An Kusmiers' Stelle kam Jaschinski. Es war ein schreckliches Loch, in das er hinein musste. Das Kohlenfeld war über zweihundert Meter lang, kaum achtzig Zentimeter hoch, backofenheiß und gefährlich, weil der Stein kreuz und quer zerrissen war. Die Kameradschaft, die alle vierzehn Tage wechselte, war in den letzten zwei Monaten von achtundzwanzig Mann auf einundzwanzig verringert worden. Vierzehn Mann waren an der Kohle, während die übrigen sieben Mann auf Mittagsschicht die frei gewordenen Felder mit Steinen zuwarfen und, sobald ein neues Kohlenfeld ausgeraubt war, die Rutschen umlegen mussten. Das Fördersoll war das gleiche geblieben wie bei den achtundzwanzig Mann.

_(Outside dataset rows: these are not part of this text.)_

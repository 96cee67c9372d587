use tracing::trace;

use super::{Endpoint, EndpointKind};
use crate::error::FetchError;
use crate::mapper::Record;
use crate::metrics::{Counter, Target};
use crate::upstream::responses::{MetricField, TimelineReport};
use crate::upstream::TimeWindow;

/// Resolution of the timeline, in seconds.
const POINT_INTERVAL_SECS: u32 = 30;

/// `timeline/configs` grouped by HTTP status over a fixed one-hour window.
///
/// Every point of every series is added to a counter, so repeated polls of
/// the same window keep accumulating.
#[derive(Debug, Clone, Copy)]
pub struct StatusTimeline {
    hour: u8,
    metric: MetricField,
}

impl StatusTimeline {
    pub fn new(hour: u8, metric: MetricField) -> Self {
        Self { hour, metric }
    }
}

impl Default for StatusTimeline {
    fn default() -> Self {
        Self::new(9, MetricField::RealtimeRequests)
    }
}

impl Endpoint for StatusTimeline {
    type Response = TimelineReport;

    fn kind(&self) -> EndpointKind {
        EndpointKind::StatusTimeline
    }

    fn path(&self) -> &'static str {
        "/reports/v1/timeline/configs"
    }

    fn window(&self) -> TimeWindow {
        TimeWindow::Hour(self.hour)
    }

    fn metric(&self) -> MetricField {
        self.metric
    }

    fn target(&self) -> Target {
        Target::Counter(Counter::RequestsByStatus)
    }

    fn extra_query(&self) -> Vec<(&'static str, String)> {
        vec![
            ("interval", POINT_INTERVAL_SECS.to_string()),
            ("groupBy", "httpStatus".to_string()),
        ]
    }

    fn validate(&self, report: &TimelineReport) -> Result<(), FetchError> {
        match report.data {
            Some(_) => Ok(()),
            None => Err(FetchError::Incomplete("data")),
        }
    }

    fn records(&self, report: &TimelineReport) -> Vec<Record> {
        let mut records = Vec::new();
        for series in report.data.iter().flatten() {
            for value in &series.values {
                // 0, negatives and non-HTTP codes mean the key was unusable
                let status = value.grouped_by.status_code();
                if let Some(status) = status {
                    trace!(
                        status,
                        description = report.describe_status(status),
                        timestamp = ?series.timestamp,
                        "timeline point"
                    );
                }
                let label = status.map(|s| s.to_string()).unwrap_or_default();
                records.push(Record::new(label, value.metrics.get(self.metric)));
            }
        }
        records
    }
}
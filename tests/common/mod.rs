#![allow(dead_code)]

use std::sync::atomic::{AtomicUsize, Ordering};
use std::sync::Arc;
use std::time::Duration;

use axum::extract::Request;
use axum::http::{header, StatusCode};
use axum::Router;
use parking_lot::Mutex;
use tokio::task::JoinHandle;
use url::Url;

use ngenix_exporter::credentials::{CredentialSource, Credentials};
use ngenix_exporter::endpoints::Endpoint;
use ngenix_exporter::metrics::MetricsSink;
use ngenix_exporter::poller::Poller;
use ngenix_exporter::upstream::UpstreamClient;

/// What the mock saw for one request.
#[derive(Debug, Clone)]
pub struct Seen {
    pub path: String,
    pub query: String,
    pub authorization: Option<String>,
}

/// Analytics API stand-in answering every request with the same status/body.
pub struct MockUpstream {
    pub base_url: Url,
    hits: Arc<AtomicUsize>,
    seen: Arc<Mutex<Vec<Seen>>>,
    task: JoinHandle<()>,
}

impl MockUpstream {
    pub async fn start(status: StatusCode, body: &'static str) -> Self {
        let hits = Arc::new(AtomicUsize::new(0));
        let seen = Arc::new(Mutex::new(Vec::new()));

        let app = Router::new().fallback({
            let hits = hits.clone();
            let seen = seen.clone();
            move |req: Request| {
                let hits = hits.clone();
                let seen = seen.clone();
                async move {
                    hits.fetch_add(1, Ordering::SeqCst);
                    seen.lock().push(Seen {
                        path: req.uri().path().to_string(),
                        query: req.uri().query().unwrap_or_default().to_string(),
                        authorization: req
                            .headers()
                            .get(header::AUTHORIZATION)
                            .and_then(|v| v.to_str().ok())
                            .map(str::to_string),
                    });
                    (status, [(header::CONTENT_TYPE, "application/json")], body)
                }
            }
        });

        let listener = tokio::net::TcpListener::bind("127.0.0.1:0").await.unwrap();
        let addr = listener.local_addr().unwrap();
        let task = tokio::spawn(async move {
            axum::serve(listener, app).await.unwrap();
        });

        Self {
            base_url: Url::parse(&format!("http://{addr}/")).unwrap(),
            hits,
            seen,
            task,
        }
    }

    pub fn hits(&self) -> usize {
        self.hits.load(Ordering::SeqCst)
    }

    pub fn last(&self) -> Seen {
        self.seen.lock().last().cloned().expect("no request seen")
    }
}

impl Drop for MockUpstream {
    fn drop(&mut self) {
        self.task.abort();
    }
}

pub fn credentials() -> Credentials {
    Credentials {
        username: "user".into(),
        password: "secret".into(),
        config_id: 91051,
    }
}

pub fn poller<E: Endpoint>(
    endpoint: E,
    upstream: &MockUpstream,
    credentials: Arc<dyn CredentialSource>,
    sink: Arc<MetricsSink>,
) -> Poller<E> {
    poller_every(endpoint, Duration::from_secs(30), upstream, credentials, sink)
}

pub fn poller_every<E: Endpoint>(
    endpoint: E,
    interval: Duration,
    upstream: &MockUpstream,
    credentials: Arc<dyn CredentialSource>,
    sink: Arc<MetricsSink>,
) -> Poller<E> {
    let client = UpstreamClient::new(upstream.base_url.clone(), Some(Duration::from_secs(5))).unwrap();
    Poller::new(endpoint, interval, client, credentials, sink)
}
use chrono::NaiveDate;

/// The reporting window an endpoint asks for, anchored on a calendar day.
///
/// Each endpoint picks its own window; they are deliberately not unified.
#[derive(Debug, Clone, Copy, PartialEq, Eq)]
pub enum TimeWindow {
    /// `date=YYYY-MM-DD`
    Date,
    /// `start=DAYT00:00:00&end=DAYT23:59:59`
    FullDay,
    /// `start=DAYTHH:00:00&end=DAYTHH:59:59`
    Hour(u8),
}

impl TimeWindow {
    pub fn query_pairs(self, day: NaiveDate) -> Vec<(&'static str, String)> {
        let day = day.format("%Y-%m-%d");
        match self {
            Self::Date => vec![("date", day.to_string())],
            Self::FullDay => vec![
                ("start", format!("{day}T00:00:00")),
                ("end", format!("{day}T23:59:59")),
            ],
            Self::Hour(hour) => vec![
                ("start", format!("{day}T{hour:02}:00:00")),
                ("end", format!("{day}T{hour:02}:59:59")),
            ],
        }
    }
}
use axum::{middleware as axum_mw, routing::get, Router};
use std::sync::Arc;

use crate::handlers;
use crate::middleware::timing;
use crate::AppState;

/// Builds the Axum `Router`: the scrape endpoint plus a JSON view of it.
pub fn create_router(state: Arc<AppState>) -> Router {
    Router::new()
        .route("/metrics", get(handlers::metrics::get_metrics))
        .route("/api/metrics", get(handlers::metrics::get_snapshot))
        .with_state(state)
        .layer(axum_mw::from_fn(timing::server_timing_layer))
}

#[cfg(test)]
mod tests {
    use super::*;
    use crate::metrics::{Gauge, MetricsSink};
    use axum::body::{to_bytes, Body};
    use axum::http::{header, Request, StatusCode};
    use tower::ServiceExt;

    fn state() -> Arc<AppState> {
        Arc::new(AppState {
            sink: Arc::new(MetricsSink::new().unwrap()),
        })
    }

    async fn get(app: Router, uri: &str) -> (StatusCode, axum::http::HeaderMap, String) {
        let resp = app
            .oneshot(Request::builder().uri(uri).body(Body::empty()).unwrap())
            .await
            .unwrap();
        let status = resp.status();
        let headers = resp.headers().clone();
        let body = to_bytes(resp.into_body(), usize::MAX).await.unwrap();
        (status, headers, String::from_utf8(body.to_vec()).unwrap())
    }

    #[tokio::test]
    async fn metrics_endpoint_serves_text_exposition() {
        let state = state();
        state.sink.set(Gauge::RequestsByPath, "/index", 42.0);

        let (status, headers, body) = get(create_router(state), "/metrics").await;

        assert_eq!(status, StatusCode::OK);
        assert_eq!(headers[header::CONTENT_TYPE], prometheus::TEXT_FORMAT);
        assert!(headers["server-timing"].to_str().unwrap().starts_with("app;dur="));
        assert!(!headers.contains_key("x-response-time-us"));
        assert!(body.contains(r#"ngenix_realtime_requests_by_path{path="/index"} 42"#));
    }

    #[tokio::test]
    async fn empty_sink_scrapes_cleanly() {
        let (status, _, body) = get(create_router(state()), "/metrics").await;
        assert_eq!(status, StatusCode::OK);
        assert!(body.is_empty());
    }

    #[tokio::test]
    async fn snapshot_endpoint_returns_json() {
        let state = state();
        state.sink.set(Gauge::RequestsByCode, "404", 3.0);

        let (status, _, body) = get(create_router(state), "/api/metrics").await;

        assert_eq!(status, StatusCode::OK);
        let entries: serde_json::Value = serde_json::from_str(&body).unwrap();
        assert_eq!(entries[0]["name"], "ngenix_realtime_requests_by_code");
        assert_eq!(entries[0]["labels"]["code"], "404");
        assert_eq!(entries[0]["value"], 3.0);
    }

    #[tokio::test]
    async fn unknown_path_is_not_found() {
        let (status, _, _) = get(create_router(state()), "/nope").await;
        assert_eq!(status, StatusCode::NOT_FOUND);
    }
}
pub mod timing;
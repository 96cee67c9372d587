use tracing_subscriber::layer::SubscriberExt;
use tracing_subscriber::util::SubscriberInitExt;
use tracing_subscriber::EnvFilter;

/// Log to stdout, filtered by `RUST_LOG` (default `info`).
pub fn init() {
    let env_filter = EnvFilter::try_from_default_env().unwrap_or_else(|_| EnvFilter::new("info"));

    tracing_subscriber::registry()
        .with(env_filter)
        .with(tracing_subscriber::fmt::layer().with_writer(std::io::stdout))
        .init();
}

Die Hauer und Gedingeschlepper, die in die Kohlenrutsche neun versetzt worden waren, kamen nur in zwei Fällen wieder heraus: entweder sie arbeiteten ohne Widerspruch unter den Bedingungen, die ihnen die Verwaltung vorsetzte, bis sie nicht mehr konnten und einen Krankenschein nahmen, oder sie standen bei den nächsten Gekündigten auf der Liste an der Markenbude.
Jaschinski traf es sehr schlecht an. Sein Kohlenstück war festgebrannt. Schon in der halben Schicht platzten die Blutblasen an seinen Händen. Er kam nach der Schicht kreuzlahm nach Hause. Seine Frau musste ihm den Rücken mit Öl einreiben und mit Lappen verbinden, weil er des Nachts nicht schlafen konnte. Die Schrammen verkrusteten ein wenig über Nacht.
In der nächsten Förderschicht riss sich Jaschinski die Schrammen noch tiefer auf. Das behinderte ihn bei der Arbeit. Zudem war das Kohlenstück noch härter geworden.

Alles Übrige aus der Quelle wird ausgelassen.